DATASET CONTENT: Begin
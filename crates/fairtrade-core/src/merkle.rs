//! Binary SHA-256 Merkle tree
//!
//! Used both for the bulletin commitment over published items and for the
//! block commitment a receipt signs over. An odd node at any level is paired
//! with itself.

use crate::{CryptoContext, Error, Result};
use serde::{Deserialize, Serialize};

fn parent_hash(ctx: &CryptoContext, left: &[u8; 32], right: &[u8; 32]) -> [u8; 32] {
    ctx.hash(b"merkle-node", &[left, right])
}

/// Number of sibling hashes on a path for a tree with `leaves` leaves
pub fn depth(leaves: u64) -> usize {
    let mut depth = 0;
    let mut width = leaves;
    while width > 1 {
        width = (width + 1) / 2;
        depth += 1;
    }
    depth
}

/// Authentication path for one leaf
#[derive(Debug, Clone, PartialEq, Eq, Serialize, Deserialize)]
pub struct MerkleProof {
    /// Leaf position
    pub index: u64,
    /// Sibling hashes from the leaf level upwards
    pub siblings: Vec<[u8; 32]>,
}

impl MerkleProof {
    /// Verify `leaf` sits at `self.index` in a tree of `leaf_count` leaves with `root`
    pub fn verify(
        &self,
        ctx: &CryptoContext,
        leaf: &[u8; 32],
        leaf_count: u64,
        root: &[u8; 32],
    ) -> Result<()> {
        if self.index >= leaf_count {
            return Err(Error::Validation(format!(
                "leaf index {} not in [0, {})",
                self.index, leaf_count
            )));
        }
        if self.siblings.len() != depth(leaf_count) {
            return Err(Error::Validation(format!(
                "path length {} does not match depth {}",
                self.siblings.len(),
                depth(leaf_count)
            )));
        }

        let mut acc = *leaf;
        let mut idx = self.index;
        for sibling in &self.siblings {
            acc = if idx & 1 == 0 {
                parent_hash(ctx, &acc, sibling)
            } else {
                parent_hash(ctx, sibling, &acc)
            };
            idx >>= 1;
        }

        if &acc != root {
            return Err(Error::Validation("merkle path mismatch".into()));
        }
        Ok(())
    }
}

/// Fully materialized tree
#[derive(Debug, Clone)]
pub struct MerkleTree {
    levels: Vec<Vec<[u8; 32]>>,
}

impl MerkleTree {
    /// Build a tree over already-hashed leaves
    pub fn build(ctx: &CryptoContext, leaves: Vec<[u8; 32]>) -> Result<Self> {
        if leaves.is_empty() {
            return Err(Error::Config("merkle tree needs at least one leaf".into()));
        }

        let mut levels = vec![leaves];
        while levels[levels.len() - 1].len() > 1 {
            let current = &levels[levels.len() - 1];
            let next = current
                .chunks(2)
                .map(|pair| {
                    let right = pair.get(1).unwrap_or(&pair[0]);
                    parent_hash(ctx, &pair[0], right)
                })
                .collect();
            levels.push(next);
        }
        Ok(Self { levels })
    }

    /// Root hash
    pub fn root(&self) -> [u8; 32] {
        self.levels[self.levels.len() - 1][0]
    }

    /// Number of leaves
    pub fn leaf_count(&self) -> u64 {
        self.levels[0].len() as u64
    }

    /// Leaf hashes
    pub fn leaves(&self) -> &[[u8; 32]] {
        &self.levels[0]
    }

    /// Authentication path for leaf `index`
    pub fn proof(&self, index: u64) -> Result<MerkleProof> {
        if index >= self.leaf_count() {
            return Err(Error::Data(format!(
                "leaf {} out of bounds ({} leaves)",
                index,
                self.leaf_count()
            )));
        }

        let mut siblings = Vec::with_capacity(self.levels.len() - 1);
        let mut idx = index as usize;
        for level in &self.levels[..self.levels.len() - 1] {
            let sibling = idx ^ 1;
            siblings.push(*level.get(sibling).unwrap_or(&level[idx]));
            idx >>= 1;
        }
        Ok(MerkleProof { index, siblings })
    }
}
impl RenderResource {
    pub fn new(assets: AssetManager) -> Self {
        let default_material = MaterialSourceDesc {
            base_color_file: assets.full_path_string(DEFAULT_BASE_COLOR),
            metallic_roughness_file: assets.full_path_string(DEFAULT_METALLIC_ROUGHNESS),
            normal_file: assets.full_path_string(DEFAULT_NORMAL),
            ..MaterialSourceDesc::default()
        };
        let placeholder_mesh_source = MeshSourceDesc {
            mesh_file: assets.full_path_string(PLACEHOLDER_MESH),
        };
        Self {
            assets,
            default_material,
            placeholder_mesh_source,
            placeholder_mesh: None,
            placeholder_material: None,
            mesh_handles: HashMap::new(),
            material_handles: HashMap::new(),
            bounding_boxes: HashMap::new(),
            global: None,
            per_frame: PerFrameUniforms::default(),
        }
    }

    pub fn default_material(&self) -> &MaterialSourceDesc {
        &self.default_material
    }

    pub fn mesh_source(&self, mesh: &MeshDesc) -> MeshSourceDesc {
        MeshSourceDesc {
            mesh_file: self.assets.full_path_string(&mesh.mesh_file),
        }
    }

    /// Material key for a part. Parts without a texture set share the
    /// default material.
    pub fn material_source(&self, material: &MaterialDesc) -> MaterialSourceDesc {
        let Some(textures) = &material.textures else {
            return self.default_material.clone();
        };
        let resolve = |url: &str| {
            if url.is_empty() {
                String::new()
            } else {
                self.assets.full_path_string(url)
            }
        };
        MaterialSourceDesc {
            base_color_file: resolve(&textures.base_color),
            metallic_roughness_file: resolve(&textures.metallic_roughness),
            normal_file: resolve(&textures.normal),
            occlusion_file: resolve(&textures.occlusion),
            emissive_file: resolve(&textures.emissive),
        }
    }

    pub fn upload_global_resource<D: RenderDevice>(
        &mut self,
        device: &mut D,
        desc: LevelResourceDesc,
    ) -> Result<(), DeviceError> {
        device.upload_global_resource(&desc)?;
        tracing::debug!(brdf = %desc.ibl.brdf_map, "global resource uploaded");
        self.global = Some(desc);
        Ok(())
    }

    pub fn global(&self) -> Option<&LevelResourceDesc> {
        self.global.as_ref()
    }

    /// Upload a mesh seen for the first time and cache its bounds.
    ///
    /// Falls back to the placeholder mesh when the asset fails; errors only
    /// if the placeholder cannot be uploaded either.
    pub fn load_mesh<D: RenderDevice>(
        &mut self,
        device: &mut D,
        mesh_id: Guid,
        source: &MeshSourceDesc,
    ) -> Result<LoadedMesh, DeviceError> {
        let is_placeholder = *source == self.placeholder_mesh_source;
        let uploaded = match self.placeholder_mesh {
            Some(upload) if is_placeholder => Ok(upload),
            _ => device.upload_mesh(source),
        };
        let (upload, placeholder) = match uploaded {
            Ok(upload) => {
                tracing::debug!(mesh = %source.mesh_file, %mesh_id, "mesh resident");
                if is_placeholder {
                    self.placeholder_mesh = Some(upload);
                }
                (upload, false)
            }
            Err(err) if !is_placeholder => {
                tracing::warn!(mesh = %source.mesh_file, %err, "mesh failed to load, using placeholder");
                (self.placeholder_mesh(device)?, true)
            }
            Err(err) => return Err(err),
        };
        self.mesh_handles.insert(mesh_id, upload.handle);
        self.bounding_boxes
            .insert(source.clone(), upload.bounding_box);
        Ok(LoadedMesh {
            bounding_box: upload.bounding_box,
            placeholder,
        })
    }

    fn placeholder_mesh<D: RenderDevice>(&mut self, device: &mut D) -> Result<MeshUpload, DeviceError> {
        if let Some(upload) = self.placeholder_mesh {
            return Ok(upload);
        }
        let upload = device.upload_mesh(&self.placeholder_mesh_source)?;
        self.placeholder_mesh = Some(upload);
        Ok(upload)
    }

    /// Upload a material seen for the first time. Returns `true` when the
    /// default material was substituted.
    pub fn load_material<D: RenderDevice>(
        &mut self,
        device: &mut D,
        material_id: Guid,
        source: &MaterialSourceDesc,
    ) -> Result<bool, DeviceError> {
        let is_default = *source == self.default_material;
        let uploaded = match self.placeholder_material {
            Some(handle) if is_default => Ok(handle),
            _ => device.upload_material(source),
        };
        let (handle, placeholder) = match uploaded {
            Ok(handle) => {
                tracing::debug!(base_color = %source.base_color_file, %material_id, "material resident");
                if is_default {
                    self.placeholder_material = Some(handle);
                }
                (handle, false)
            }
            Err(err) if !is_default => {
                tracing::warn!(base_color = %source.base_color_file, %err, "material failed to load, using default");
                (self.placeholder_material(device)?, true)
            }
            Err(err) => return Err(err),
        };
        self.material_handles.insert(material_id, handle);
        Ok(placeholder)
    }

    fn placeholder_material<D: RenderDevice>(
        &mut self,
        device: &mut D,
    ) -> Result<MaterialHandle, DeviceError> {
        if let Some(handle) = self.placeholder_material {
            return Ok(handle);
        }
        let handle = device.upload_material(&self.default_material)?;
        self.placeholder_material = Some(handle);
        Ok(handle)
    }

    /// Bounds cached when the mesh was first uploaded.
    pub fn cached_bounding_box(&self, source: &MeshSourceDesc) -> Option<Aabb> {
        self.bounding_boxes.get(source).copied()
    }

    pub fn mesh_handle(&self, mesh_id: Guid) -> Option<MeshHandle> {
        self.mesh_handles.get(&mesh_id).copied()
    }

    pub fn material_handle(&self, material_id: Guid) -> Option<MaterialHandle> {
        self.material_handles.get(&material_id).copied()
    }

    pub fn resident_mesh_count(&self) -> usize {
        self.mesh_handles.len()
    }

    pub fn resident_material_count(&self) -> usize {
        self.material_handles.len()
    }

    /// Refresh the per-frame uniform block from the scene and camera.
    pub fn update_per_frame_buffer(&mut self, scene: &RenderScene, camera: &RenderCamera) {
        let light = &scene.directional_light;
        self.per_frame = PerFrameUniforms {
            proj_view: camera.proj_view().to_cols_array_2d(),
            camera_position: camera.eye_position().to_array(),
            ambient_light: scene.ambient_light.to_array(),
            entity_count: u32::try_from(scene.entity_count()).unwrap_or(u32::MAX),
            directional_light_direction: light.direction.to_array(),
            directional_light_color: light.color.to_array(),
            ..PerFrameUniforms::default()
        };
    }

    pub fn per_frame(&self) -> &PerFrameUniforms {
        &self.per_frame
    }

    /// Forget every level resource. The global bundle stays.
    pub fn clear_level(&mut self) {
        self.mesh_handles.clear();
        self.material_handles.clear();
        self.bounding_boxes.clear();
        self.placeholder_mesh = None;
        self.placeholder_material = None;
    }
}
DATASET CONTENT: End
#### YOUR INSTRUCTIONS:
Give again, exactly, every line from the one holding "self.mesh_handles.clear();" to the last line of the data.

#### WORKED SOLUTION:
        self.mesh_handles.clear();
        self.material_handles.clear();
        self.bounding_boxes.clear();
        self.placeholder_mesh = None;
        self.placeholder_material = None;
    }
}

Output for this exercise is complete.